### TASK OBJECTIVE
Your task is to copy each line in the listing that includes the word "lock".

─── INPUT RECORDS

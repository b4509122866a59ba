//! Prometheus collectors for controller syncs, queue depth and leadership.

use crate::queue::WorkQueue;
use prometheus::{
    Encoder, IntCounter, IntCounterVec, IntGauge, IntGaugeVec, Opts, Registry, TextEncoder,
};
use std::sync::{Arc, Mutex};
use tokio::sync::watch;

/// Per-controller handles on `tagger_syncs_total`.
#[derive(Debug, Clone)]
pub struct SyncCounters {
    synced: IntCounter,
    failed: IntCounter,
}

impl SyncCounters {
    pub fn record(&self, ok: bool) {
        let counter = if ok { &self.synced } else { &self.failed };
        counter.inc();
    }

    /// (succeeded, failed) sync counts.
    pub fn snapshot(&self) -> (u64, u64) {
        (self.synced.get(), self.failed.get())
    }
}

#[derive(Clone)]
pub struct Metrics {
    registry: Registry,
    syncs: IntCounterVec,
    queue_depth: IntGaugeVec,
    leader: IntGauge,
    queues: Arc<Mutex<Vec<(&'static str, Arc<WorkQueue>)>>>,
    leadership: Option<watch::Receiver<bool>>,
}

impl Metrics {
    pub fn new() -> prometheus::Result<Self> {
        let registry = Registry::new();
        let syncs = IntCounterVec::new(
            Opts::new("tagger_syncs_total", "Completed syncs per controller and result."),
            &["controller", "result"],
        )?;
        let queue_depth = IntGaugeVec::new(
            Opts::new("tagger_queue_depth", "Keys waiting to be synced."),
            &["controller"],
        )?;
        let leader = IntGauge::new("tagger_leader", "Whether this replica holds the leader lease.")?;
        registry.register(Box::new(syncs.clone()))?;
        registry.register(Box::new(queue_depth.clone()))?;
        registry.register(Box::new(leader.clone()))?;

        Ok(Self {
            registry,
            syncs,
            queue_depth,
            leader,
            queues: Arc::default(),
            leadership: None,
        })
    }

    pub fn with_leadership(mut self, leadership: watch::Receiver<bool>) -> Self {
        self.leadership = Some(leadership);
        self
    }

    /// Exports the queue depth of a controller and hands out its sync counters.
    pub fn controller(&self, name: &'static str, queue: Arc<WorkQueue>) -> SyncCounters {
        self.queues
            .lock()
            .unwrap_or_else(|e| e.into_inner())
            .push((name, queue));
        SyncCounters {
            synced: self.syncs.with_label_values(&[name, "success"]),
            failed: self.syncs.with_label_values(&[name, "error"]),
        }
    }

    /// Samples the gauges and encodes every collector in the text format.
    pub fn render(&self) -> prometheus::Result<String> {
        for (name, queue) in self.queues.lock().unwrap_or_else(|e| e.into_inner()).iter() {
            self.queue_depth
                .with_label_values(&[*name])
                .set(queue.len() as i64);
        }
        if let Some(leadership) = &self.leadership {
            self.leader.set(i64::from(*leadership.borrow()));
        }

        let encoder = TextEncoder::new();
        let mut buffer = Vec::new();
        encoder.encode(&self.registry.gather(), &mut buffer)?;
        String::from_utf8(buffer).map_err(|e| prometheus::Error::Msg(e.to_string()))
    }

    pub fn content_type(&self) -> String {
        TextEncoder::new().format_type().to_string()
    }
}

──────

### REPLY TO THE EXERCISE
            .lock()
        for (name, queue) in self.queues.lock().unwrap_or_else(|e| e.into_inner()).iter() {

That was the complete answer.